# [INPUT]

*****

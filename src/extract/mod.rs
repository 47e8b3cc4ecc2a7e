//! Document extraction from Markdown files
//!
//! This module turns one Markdown file into a normalized [`Document`]:
//! - Splits the `---` delimited front-matter from the body
//! - Resolves the technology and specialty through the YAML mappings
//! - Validates the external links listed in the front-matter
//! - Fingerprints the raw file bytes for change detection

mod document;
pub mod frontmatter;
pub mod links;

pub use document::DocumentExtractor;
pub use frontmatter::FrontMatter;
pub use links::validate_links;

use serde::Serialize;
use sha2::{Digest, Sha256};
use std::path::PathBuf;

/// Compute a stable hash for raw file content
pub fn content_hash(content: &[u8]) -> String {
    let mut hasher = Sha256::new();
    hasher.update(content);
    hex::encode(hasher.finalize())
}

/// Slug used as a document identifier.
///
/// Lowercases the text and collapses every run of characters outside
/// `[a-z0-9]` into a single `-`. Returns `fallback` when nothing is left.
pub fn slugify(text: &str, fallback: &str) -> String {
    let lowered = text.to_lowercase();
    let mut slug = String::with_capacity(lowered.len());
    let mut pending_dash = false;

    for c in lowered.chars() {
        if c.is_ascii_lowercase() || c.is_ascii_digit() {
            if pending_dash && !slug.is_empty() {
                slug.push('-');
            }
            pending_dash = false;
            slug.push(c);
        } else {
            pending_dash = true;
        }
    }

    if slug.is_empty() {
        fallback.to_string()
    } else {
        slug
    }
}

/// Slug for specialty and technology names: lowercase, whitespace runs become `-`
pub fn name_slug(name: &str) -> String {
    let lowered = name.to_lowercase();
    let mut slug = String::with_capacity(lowered.len());
    let mut in_whitespace = false;

    for c in lowered.chars() {
        if c.is_whitespace() {
            if !in_whitespace {
                slug.push('-');
            }
            in_whitespace = true;
        } else {
            slug.push(c);
            in_whitespace = false;
        }
    }

    slug
}

/// Slug of the article row stored for a document under one specialty
pub fn article_slug(document_id: &str, specialty: &str) -> String {
    format!("{}-{}", document_id, name_slug(specialty))
}

/// A document produced from one Markdown file during a scan
#[derive(Debug, Clone, PartialEq, Eq, Serialize)]
pub struct Document {
    /// Slug of the file name without extension
    pub id: String,
    /// Front-matter title, or the file name
    pub title: String,
    /// Body text without the front-matter block
    pub content: String,
    /// Description taken from the technology mapping
    pub description: String,
    /// Technology key (folder name without its ordering prefix)
    pub technology: String,
    /// Primary specialty resolved from the technology mapping
    pub specialty: String,
    /// Sort weight, lower is more important
    pub priority: i64,
    /// Free-text labels from the front-matter
    pub tags: Vec<String>,
    /// Validated absolute http(s) links from the front-matter `info` list
    pub links: Vec<String>,
    /// SHA-256 of the raw file bytes, front-matter included
    pub content_hash: String,
    /// Where the document was read from
    pub source_path: PathBuf,
}
//! Typed errors for the scanning side of docsync

use std::path::PathBuf;
use thiserror::Error;

/// Errors raised while reading configuration and scanning the docs tree
#[derive(Error, Debug)]
pub enum SyncError {
    #[error("Directory {0} not found")]
    DirectoryNotFound(PathBuf),

    #[error("IO error: {0}")]
    Io(#[from] std::io::Error),

    #[error("Directory walk failed: {0}")]
    Walk(#[from] walkdir::Error),

    #[error("Mapping error: {0}")]
    Mapping(String),

    #[error("YAML parse error: {0}")]
    Yaml(#[from] serde_yaml::Error),

    #[error("Settings error in {path}: {message}")]
    Settings { path: PathBuf, message: String },
}

/// Result type alias for scanning operations
pub type Result<T> = std::result::Result<T, SyncError>;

*****

# [EXERCISE OBJECTIVE]
The answer should consist of every line above in which "message" appears.

# [TASK RESPONSE]
    #[error("Settings error in {path}: {message}")]
    Settings { path: PathBuf, message: String },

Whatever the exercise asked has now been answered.